State Sen. Michael Padilla, the lawmaker who introduced it, understands what it’s like to be hungry at school. As a child growing up in the foster care system, he often couldn’t afford lunch either, he said in The New York Times: “I made Mrs. Ortiz and Mrs. Jackson, our school lunch ladies, my best friends. Thank goodness they took care of me, but I had to do other things like mop the floor in the cafeteria. It was really noticeable that I was one of the poor kids in the school.” In another interview, he remembered that in addition to having to clean tables or help in the kitchen, sometimes his school lunch would be taken away or replaced with a slice of bread and cheese. “I’m 44 now, and I was shocked to find out that this was still happening. This is still a very real issue here in the United States.”
Requiring chores in exchange for food or replacing hot nutritious lunches with cold cheese and bread are common occurrences in many communities. In 2016, Pennsylvania elementary school lunch worker Stacy Koltiska made headlines when she said she quit her job over her district’s policy of denying hot lunches to students with debt and replacing them with cold cheese sandwiches after seeing tears in a child’s eyes. She said, “As a Christian, I have an issue with this. It’s sinful and shameful is what it is ... God is love, and we should love one another and be kind. There’s enough wealth in this world that no child should go hungry, especially in school. To me this is just wrong.”

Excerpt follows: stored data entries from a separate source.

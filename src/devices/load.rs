use rand::Rng;
use serde::{Deserialize, Serialize};

use super::drift::DriftBand;

/// Site load model made of four independently drifting categories.
///
/// The total is never drifted on its own; it is recomputed from the
/// breakdown every tick so the two can never disagree.
#[derive(Debug, Clone, Copy, PartialEq, Serialize, Deserialize)]
#[serde(default, deny_unknown_fields)]
pub struct LoadParams {
    /// Servers, PLCs and other always-on equipment (W).
    pub critical: DriftBand,
    /// Cooling; the wide band models compressor cycling (W).
    pub hvac: DriftBand,
    /// Lighting (W).
    pub lighting: DriftBand,
    /// Everything else (W).
    pub aux: DriftBand,
}

impl Default for LoadParams {
    fn default() -> Self {
        Self {
            critical: DriftBand::new(280.0, 320.0, 2.0),
            hvac: DriftBand::new(0.0, 1500.0, 10.0),
            lighting: DriftBand::new(50.0, 150.0, 1.0),
            aux: DriftBand::new(20.0, 200.0, 5.0),
        }
    }
}

impl LoadParams {
    /// Draws the next load reading from the previous breakdown.
    pub fn next_reading<R: Rng + ?Sized>(&self, rng: &mut R, previous: &LoadReading) -> LoadReading {
        let prev = &previous.breakdown;
        LoadReading::from_breakdown(LoadBreakdown {
            critical: self.critical.next(rng, prev.critical),
            hvac: self.hvac.next(rng, prev.hvac),
            lighting: self.lighting.next(rng, prev.lighting),
            aux: self.aux.next(rng, prev.aux),
        })
    }
}

/// Per-category load (W).
#[derive(Debug, Clone, Copy, PartialEq, Serialize, Deserialize)]
pub struct LoadBreakdown {
    pub critical: f64,
    pub hvac: f64,
    pub lighting: f64,
    pub aux: f64,
}

impl LoadBreakdown {
    /// Sum of all categories, in declaration order.
    pub fn sum(&self) -> f64 {
        self.critical + self.hvac + self.lighting + self.aux
    }
}

/// Site load measurement.
#[derive(Debug, Clone, Copy, PartialEq, Serialize, Deserialize)]
pub struct LoadReading {
    /// Always equal to `breakdown.sum()`.
    pub total_power: f64,
    pub breakdown: LoadBreakdown,
}

impl LoadReading {
    pub fn from_breakdown(breakdown: LoadBreakdown) -> Self {
        Self {
            total_power: breakdown.sum(),
            breakdown,
        }
    }
}

#[cfg(test)]
mod tests {
    use super::*;
    use rand::{SeedableRng, rngs::StdRng};

    fn start() -> LoadReading {
        LoadReading::from_breakdown(LoadBreakdown {
            critical: 300.0,
            hvac: 300.0,
            lighting: 100.0,
            aux: 100.0,
        })
    }

    #[test]
    fn total_is_exact_sum_every_tick() {
        let params = LoadParams::default();
        let mut rng = StdRng::seed_from_u64(42);
        let mut reading = start();
        for _ in 0..2_000 {
            reading = params.next_reading(&mut rng, &reading);
            let b = reading.breakdown;
            assert_eq!(reading.total_power, b.critical + b.hvac + b.lighting + b.aux);
        }
    }

    #[test]
    fn categories_respect_their_bands() {
        let params = LoadParams::default();
        let mut rng = StdRng::seed_from_u64(8);
        let mut reading = start();
        for _ in 0..5_000 {
            reading = params.next_reading(&mut rng, &reading);
            let b = reading.breakdown;
            assert!((280.0..=320.0).contains(&b.critical));
            assert!((0.0..=1500.0).contains(&b.hvac));
            assert!((50.0..=150.0).contains(&b.lighting));
            assert!((20.0..=200.0).contains(&b.aux));
        }
    }

    #[test]
    fn deterministic_with_same_seed() {
        let params = LoadParams::default();
        let mut a = StdRng::seed_from_u64(1);
        let mut b = StdRng::seed_from_u64(1);
        let (mut ra, mut rb) = (start(), start());
        for _ in 0..50 {
            ra = params.next_reading(&mut a, &ra);
            rb = params.next_reading(&mut b, &rb);
        }
        assert_eq!(ra, rb);
    }
}
//! Battery-first dispatch of the generation/load imbalance.

use crate::devices::BatteryParams;

/// Result of dispatching one tick's imbalance.
///
/// # Power Flow Convention
/// - `battery_power_w`: positive = charging, negative = discharging
/// - `grid_power_w`: positive = import, negative = export
#[derive(Debug, Clone, Copy, PartialEq)]
pub struct EnergyBalance {
    /// Generation minus load before dispatch (W).
    pub net_w: f64,
    pub battery_power_w: f64,
    pub grid_power_w: f64,
}

/// Routes surplus or deficit to the battery first and the residual to the grid.
///
/// The battery charges only below `charge_ceiling_pct` and discharges only
/// above `discharge_floor_pct`, never faster than `max_rate_w` either way.
/// Whatever the battery does not take is imported or exported, so
/// `generation + grid - load - battery == 0`.
///
/// # Arguments
///
/// * `generation_w` - Total renewable generation (W, >= 0)
/// * `load_w` - Total site load (W, >= 0)
/// * `soc_pct` - Battery state of charge before this tick (%)
/// * `params` - Battery limits
///
/// # Panics
///
/// Panics if `generation_w` or `load_w` is negative or not finite, or if
/// `soc_pct` is outside `[0, 100]`.
///
/// # Examples
///
/// ```
/// use microgrid_sim::devices::BatteryParams;
/// use microgrid_sim::sim::balance::balance_energy;
///
/// let b = balance_energy(100.0, 800.0, 50.0, &BatteryParams::default());
/// assert_eq!(b.battery_power_w, -500.0);
/// assert_eq!(b.grid_power_w, 200.0);
/// ```
pub fn balance_energy(
    generation_w: f64,
    load_w: f64,
    soc_pct: f64,
    params: &BatteryParams,
) -> EnergyBalance {
    assert!(
        generation_w.is_finite() && generation_w >= 0.0,
        "generation must be finite and >= 0, got {generation_w}"
    );
    assert!(
        load_w.is_finite() && load_w >= 0.0,
        "load must be finite and >= 0, got {load_w}"
    );
    assert!(
        (0.0..=100.0).contains(&soc_pct),
        "soc must be within [0, 100], got {soc_pct}"
    );

    let net_w = generation_w - load_w;
    let battery_power_w = if net_w > 0.0 && soc_pct < params.charge_ceiling_pct {
        net_w.min(params.max_rate_w)
    } else if net_w < 0.0 && soc_pct > params.discharge_floor_pct {
        net_w.max(-params.max_rate_w)
    } else {
        0.0
    };
    let residual_w = net_w - battery_power_w;

    EnergyBalance {
        net_w,
        battery_power_w,
        grid_power_w: -residual_w,
    }
}

/// Integrates battery power into state of charge, clamped to `[0, 100]`.
pub fn integrate_soc(soc_pct: f64, battery_power_w: f64, params: &BatteryParams) -> f64 {
    (soc_pct + battery_power_w * params.soc_per_watt).clamp(0.0, 100.0)
}
//! Site weather: current conditions, the weekly outlook, and how the
//! weather limits the renewable sources.

use rand::Rng;
use serde::{Deserialize, Serialize};
use thiserror::Error;

/// Lowest availability weather can impose on a source.
pub const MIN_AVAILABILITY: f64 = 0.1;

/// Wind speed at which the turbine reaches its full voltage ceiling (m/s).
pub const DEFAULT_RATED_WIND_SPEED: f64 = 12.0;

const DAYS: [&str; 7] = ["Mon", "Tue", "Wed", "Thu", "Fri", "Sat", "Sun"];

/// Summary sky condition.
#[derive(Debug, Clone, Copy, PartialEq, Eq, Hash, Serialize, Deserialize)]
#[serde(rename_all = "SCREAMING_SNAKE_CASE")]
pub enum Condition {
    Sunny,
    Cloudy,
    Windy,
    Rainy,
}

/// Current conditions at the site.
#[derive(Debug, Clone, Copy, PartialEq, Serialize, Deserialize)]
#[serde(default, deny_unknown_fields)]
pub struct Weather {
    pub temperature_c: f64,
    /// Sky cover (%, 0..=100).
    pub cloud_cover_pct: f64,
    /// Hub-height wind speed (m/s).
    pub wind_speed_ms: f64,
    /// Plane-of-array irradiance (W/m²).
    pub irradiance_wm2: f64,
    /// Chance of rain (%, 0..=100).
    pub rain_probability_pct: f64,
    pub condition: Condition,
}

impl Default for Weather {
    fn default() -> Self {
        Self {
            temperature_c: 24.0,
            cloud_cover_pct: 45.0,
            wind_speed_ms: 5.5,
            irradiance_wm2: 600.0,
            rain_probability_pct: 10.0,
            condition: Condition::Cloudy,
        }
    }
}

/// Invalid weather field.
#[derive(Debug, Clone, PartialEq, Error)]
#[error("{field} {message}, got {value}")]
pub struct WeatherError {
    pub field: &'static str,
    pub message: &'static str,
    pub value: f64,
}

impl Weather {
    /// Returns every out-of-range field.
    pub fn validate(&self) -> Vec<WeatherError> {
        let mut errors = Vec::new();
        let mut pct = |field, value: f64| {
            if !(value.is_finite() && (0.0..=100.0).contains(&value)) {
                errors.push(WeatherError {
                    field,
                    message: "must be within [0, 100]",
                    value,
                });
            }
        };
        pct("cloud_cover_pct", self.cloud_cover_pct);
        pct("rain_probability_pct", self.rain_probability_pct);

        for (field, value) in [
            ("wind_speed_ms", self.wind_speed_ms),
            ("irradiance_wm2", self.irradiance_wm2),
        ] {
            if !(value.is_finite() && value >= 0.0) {
                errors.push(WeatherError {
                    field,
                    message: "must be finite and >= 0",
                    value,
                });
            }
        }
        if !self.temperature_c.is_finite() {
            errors.push(WeatherError {
                field: "temperature_c",
                message: "must be finite",
                value: self.temperature_c,
            });
        }
        errors
    }

    /// Fraction of the solar voltage ceiling reachable under this sky.
    ///
    /// # Examples
    ///
    /// ```
    /// use microgrid_sim::weather::Weather;
    ///
    /// let overcast = Weather { cloud_cover_pct: 100.0, ..Weather::default() };
    /// assert_eq!(overcast.solar_availability(), 0.1);
    /// ```
    pub fn solar_availability(&self) -> f64 {
        (1.0 - self.cloud_cover_pct / 100.0).clamp(MIN_AVAILABILITY, 1.0)
    }

    /// Fraction of the wind voltage ceiling reachable at this wind speed.
    ///
    /// # Panics
    ///
    /// Panics if `rated_speed_ms` is not positive.
    pub fn wind_availability(&self, rated_speed_ms: f64) -> f64 {
        assert!(rated_speed_ms > 0.0, "rated wind speed must be > 0");
        (self.wind_speed_ms / rated_speed_ms).clamp(MIN_AVAILABILITY, 1.0)
    }
}

/// One day of the weekly outlook.
#[derive(Debug, Clone, PartialEq, Serialize, Deserialize)]
pub struct ForecastDay {
    pub day: String,
    pub condition: Condition,
    pub temp_high_c: f64,
    pub temp_low_c: f64,
    pub wind_speed_ms: f64,
    pub irradiance_wm2: f64,
}

/// Seven-day outlook starting at `start_weekday` (0 = Monday).
///
/// Cloudy days dominate; rain and wind are progressively rarer draws.
pub fn weekly_outlook<R: Rng + ?Sized>(rng: &mut R, start_weekday: usize) -> Vec<ForecastDay> {
    (0..7)
        .map(|i| {
            let condition = if rng.random::<f64>() > 0.7 {
                Condition::Cloudy
            } else if rng.random::<f64>() > 0.8 {
                Condition::Rainy
            } else if rng.random::<f64>() > 0.85 {
                Condition::Windy
            } else {
                Condition::Sunny
            };
            ForecastDay {
                day: DAYS[(start_weekday + i) % 7].to_string(),
                condition,
                temp_high_c: (22.0 + rng.random::<f64>() * 8.0).floor(),
                temp_low_c: (15.0 + rng.random::<f64>() * 5.0).floor(),
                wind_speed_ms: (3.0 + rng.random::<f64>() * 8.0).floor(),
                irradiance_wm2: (400.0 + rng.random::<f64>() * 400.0).floor(),
            }
        })
        .collect()
}

/// Daily renewable resource record for the analytics view.
#[derive(Debug, Clone, Copy, PartialEq, Serialize, Deserialize)]
pub struct ResourceDay {
    pub day: u32,
    pub avg_wind_ms: f64,
    pub peak_wind_ms: f64,
    pub solar_irradiance_wm2: f64,
}

/// Synthetic resource history for the last `days` days (day 1 is oldest).
pub fn resource_history<R: Rng + ?Sized>(rng: &mut R, days: u32) -> Vec<ResourceDay> {
    (1..=days)
        .map(|day| ResourceDay {
            day,
            avg_wind_ms: (rng.random::<f64>() * 10.0).floor() + 2.0,
            peak_wind_ms: (rng.random::<f64>() * 15.0).floor() + 5.0,
            solar_irradiance_wm2: (rng.random::<f64>() * 800.0).floor() + 200.0,
        })
        .collect()
}

#[cfg(test)]
mod tests {
    use super::*;
    use rand::{SeedableRng, rngs::StdRng};

    #[test]
    fn default_is_valid() {
        assert!(Weather::default().validate().is_empty());
    }

    #[test]
    fn validate_reports_each_bad_field() {
        let w = Weather {
            cloud_cover_pct: 120.0,
            wind_speed_ms: -1.0,
            ..Weather::default()
        };
        let fields: Vec<_> = w.validate().iter().map(|e| e.field).collect();
        assert_eq!(fields, vec!["cloud_cover_pct", "wind_speed_ms"]);
    }

    #[test]
    fn availability_is_floored_and_capped() {
        let clear = Weather {
            cloud_cover_pct: 0.0,
            wind_speed_ms: 30.0,
            ..Weather::default()
        };
        assert_eq!(clear.solar_availability(), 1.0);
        assert_eq!(clear.wind_availability(12.0), 1.0);

        let calm = Weather {
            wind_speed_ms: 0.0,
            ..Weather::default()
        };
        assert_eq!(calm.wind_availability(12.0), MIN_AVAILABILITY);
        assert!((Weather::default().solar_availability() - 0.55).abs() < 1e-12);
    }

    #[test]
    fn outlook_has_seven_consecutive_days() {
        let mut rng = StdRng::seed_from_u64(42);
        let days = weekly_outlook(&mut rng, 5);
        let names: Vec<_> = days.iter().map(|d| d.day.as_str()).collect();
        assert_eq!(names, ["Sat", "Sun", "Mon", "Tue", "Wed", "Thu", "Fri"]);
        for d in &days {
            assert!((22.0..30.0).contains(&d.temp_high_c));
            assert!((15.0..20.0).contains(&d.temp_low_c));
            assert!((3.0..11.0).contains(&d.wind_speed_ms));
            assert!((400.0..800.0).contains(&d.irradiance_wm2));
        }
    }

    #[test]
    fn resource_history_ranges() {
        let mut rng = StdRng::seed_from_u64(1);
        let hist = resource_history(&mut rng, 30);
        assert_eq!(hist.len(), 30);
        assert_eq!(hist[0].day, 1);
        assert!(hist.iter().all(|d| (2.0..12.0).contains(&d.avg_wind_ms)));
        assert!(hist.iter().all(|d| (200.0..1000.0).contains(&d.solar_irradiance_wm2)));
    }
}
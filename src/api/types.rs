//! API response types.
//!
//! Snapshots, history points and control state are serialized as-is; the
//! types here only cover responses that combine several sources.

use serde::Serialize;

use crate::control::SourcePriority;
use crate::weather::{ForecastDay, Weather};

/// Error body returned with every 4xx response.
#[derive(Debug, Serialize)]
pub struct ErrorResponse {
    pub error: String,
}

/// Current weather plus the weekly outlook.
#[derive(Debug, Serialize)]
pub struct WeatherResponse {
    pub current: Weather,
    /// Whether `current` is limiting source availability.
    pub limits_sources: bool,
    pub outlook: Vec<ForecastDay>,
}

/// Strategy advice for the current weather.
#[derive(Debug, Serialize)]
pub struct StrategyResponse {
    pub mode: SourcePriority,
    pub reason: String,
    /// Operator's current source priority.
    pub current_priority: SourcePriority,
    /// `true` when the advice differs from `current_priority`.
    pub differs: bool,
}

This wrong is compounded in other school districts, which use physical marks on the children to “remind” parents that they haven’t paid, as Arizona parent Tara Chavez learned when her son came home from his elementary school earlier this month with the words “Lunch Money” stamped in block letters on his arm. She later learned her son’s school lunch account had money in it but was low. “I asked if he was given a choice by the lunch lady and he said, ‘No, she just grabbed my wrist and put the stamp on.’ ... I think there’s a better way to communicate the message than stamping a child with the word ‘Lunch Money.’ There’s a billion other ways you could do it that would be better than that.” Still other schools do not feed children at all. The New York Times shared the story of an Omaha school cafeteria cashier who asked to resign her position at a school with a “no money, no meal” policy: “She had been secretly paying for students’ meals,” a coworker remembered, “and couldn’t afford to keep it up.”